Load each dataset and display the first few entries.

In [2]:
# Load the datasets

hist = CSVReader('../datasets/historical_transactions.csv', datetime_cols = ['purchase_date'])
merch = CSVReader('../datasets/merchants.csv')
new_merch = CSVReader('../datasets/new_merchant_transactions.csv', datetime_cols = ['purchase_date'])
train = CSVReader('../datasets/train.csv')
test = CSVReader('../datasets/test.csv')

In [37]:
train.data[['target']].describe()

Unnamed: 0,target
count,201917.0
mean,-0.393636
std,3.8505
min,-33.219281
25%,-0.88311
50%,-0.023437
75%,0.765453
max,17.965068


In [40]:
mean_vec = [train.data['target'].mean()] * len(train.data['target'])

Calculate the RMSE of always guessing the output value to be the sample mean of the target.
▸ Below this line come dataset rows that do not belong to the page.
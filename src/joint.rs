//! Joint descriptors and interface-contract validation.
//!
//! Each declared joint must expose exactly one command interface named
//! "velocity" and exactly two state interfaces named "position" then
//! "velocity", in that order. Validation runs as a single declarative
//! pass against an expected-interface table and reports *all* violations
//! rather than bailing on the first, to aid diagnosability.

use serde::{Deserialize, Serialize};
use std::fmt;

/// Canonical position state interface name.
pub const HW_IF_POSITION: &str = "position";
/// Canonical velocity state/command interface name.
pub const HW_IF_VELOCITY: &str = "velocity";

/// Interface contract for a differential-drive wheel joint.
const WHEEL_COMMAND_INTERFACES: &[&str] = &[HW_IF_VELOCITY];
const WHEEL_STATE_INTERFACES: &[&str] = &[HW_IF_POSITION, HW_IF_VELOCITY];

/// Per-joint interface declaration, supplied by the descriptor collaborator.
#[derive(Debug, Clone, Serialize, Deserialize)]
pub struct JointDescriptor {
    /// Joint name (matches a wheel name)
    pub name: String,
    /// Declared command interface names
    #[serde(default)]
    pub command_interfaces: Vec<String>,
    /// Declared state interface names, in order
    #[serde(default)]
    pub state_interfaces: Vec<String>,
}

impl JointDescriptor {
    /// The canonical descriptor for a velocity-controlled wheel joint.
    pub fn wheel(name: impl Into<String>) -> Self {
        Self {
            name: name.into(),
            command_interfaces: vec![HW_IF_VELOCITY.to_string()],
            state_interfaces: vec![HW_IF_POSITION.to_string(), HW_IF_VELOCITY.to_string()],
        }
    }
}

/// One violation of the joint interface contract.
#[derive(Debug, Clone, PartialEq, Eq)]
pub struct ContractViolation {
    /// Offending joint name
    pub joint: String,
    /// Human-readable description of the mismatch
    pub detail: String,
}

impl ContractViolation {
    /// Create a violation record.
    pub fn new(joint: impl Into<String>, detail: impl Into<String>) -> Self {
        Self {
            joint: joint.into(),
            detail: detail.into(),
        }
    }
}

impl fmt::Display for ContractViolation {
    fn fmt(&self, f: &mut fmt::Formatter<'_>) -> fmt::Result {
        write!(f, "joint '{}' {}", self.joint, self.detail)
    }
}

/// Validate declared joints against the wheel interface contract.
///
/// Returns every violation found across all joints; an empty vector means
/// the contract holds.
pub fn validate_joints(joints: &[JointDescriptor]) -> Vec<ContractViolation> {
    let mut violations = Vec::new();

    for joint in joints {
        check_interfaces(
            joint,
            "command",
            &joint.command_interfaces,
            WHEEL_COMMAND_INTERFACES,
            &mut violations,
        );
        check_interfaces(
            joint,
            "state",
            &joint.state_interfaces,
            WHEEL_STATE_INTERFACES,
            &mut violations,
        );
    }

    violations
}

/// Compare one declared interface list against its expected table entry.
fn check_interfaces(
    joint: &JointDescriptor,
    kind: &str,
    declared: &[String],
    expected: &[&str],
    violations: &mut Vec<ContractViolation>,
) {
    if declared.len() != expected.len() {
        violations.push(ContractViolation::new(
            &joint.name,
            format!(
                "has {} {kind} interfaces, {} expected",
                declared.len(),
                expected.len()
            ),
        ));
        return;
    }

    for (idx, (got, want)) in declared.iter().zip(expected).enumerate() {
        if got != want {
            violations.push(ContractViolation::new(
                &joint.name,
                format!("has '{got}' as {kind} interface {idx}, '{want}' expected"),
            ));
        }
    }
}

#[cfg(test)]
mod tests {
    use super::*;

    #[test]
    fn canonical_wheel_joints_pass() {
        let joints = vec![
            JointDescriptor::wheel("left_wheel"),
            JointDescriptor::wheel("right_wheel"),
        ];
        assert!(validate_joints(&joints).is_empty());
    }

    #[test]
    fn wrong_command_count_is_reported() {
        let mut joint = JointDescriptor::wheel("left_wheel");
        joint.command_interfaces.clear();
        let violations = validate_joints(&[joint]);
        assert_eq!(violations.len(), 1);
        assert!(violations[0].detail.contains("0 command interfaces"));
    }

    #[test]
    fn wrong_state_order_is_reported() {
        let mut joint = JointDescriptor::wheel("left_wheel");
        joint.state_interfaces.swap(0, 1);
        let violations = validate_joints(&[joint]);
        // Both slots mismatch when position/velocity are swapped
        assert_eq!(violations.len(), 2);
        assert!(violations[0].detail.contains("state interface 0"));
    }

    #[test]
    fn wrong_command_name_is_reported() {
        let mut joint = JointDescriptor::wheel("right_wheel");
        joint.command_interfaces[0] = "effort".to_string();
        let violations = validate_joints(&[joint]);
        assert_eq!(violations.len(), 1);
        assert!(violations[0].detail.contains("'effort'"));
        assert!(violations[0].detail.contains("'velocity' expected"));
    }

    #[test]
    fn all_violations_collected_across_joints() {
        let mut left = JointDescriptor::wheel("left_wheel");
        left.command_interfaces.clear();
        let mut right = JointDescriptor::wheel("right_wheel");
        right.state_interfaces.push("effort".to_string());

        let violations = validate_joints(&[left, right]);
        assert_eq!(violations.len(), 2);
        assert_eq!(violations[0].joint, "left_wheel");
        assert_eq!(violations[1].joint, "right_wheel");
    }

    #[test]
    fn empty_joint_list_is_valid() {
        assert!(validate_joints(&[]).is_empty());
    }
}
This approach is quite basic (even crude) and subject to strong volatility. It serves as a minimum benchmark for assessing other predictions; we demand that more sophisticated techniques significantly outperform this approach.

In [42]:
print(rmse(mean_vec, train.data['target']))

3.85049046062


We have also observed that there are significant outliers below -30, and the rest of the target values form a normal-like distribution. Let us try to split the target values into two parts, then apply the mean-value guess approach to each part:

In [52]:
train_regular = train.data['target'][train.data['target'] > -30]
train_outliers = train.data['target'][train.data['target'] <= -30]

In [56]:
print("RMSE for estimating non-outliers using mean:", 
      rmse([train_regular.mean()] * len(train_regular),
          train_regular))

RMSE for estimating non-outliers using mean: 1.71778862724


In [55]:
print("RMSE for estimating outliers using mean:", 
      rmse([train_outliers.mean()] * len(train_outliers),
          train_outliers))

RMSE for estimating outliers using mean: 1.19371179608e-12


These appear to be a significant improvement over a gross guess over the entire target set. Being able to guess outliers correctly, therefore, is the first step to enhancing performance significantly.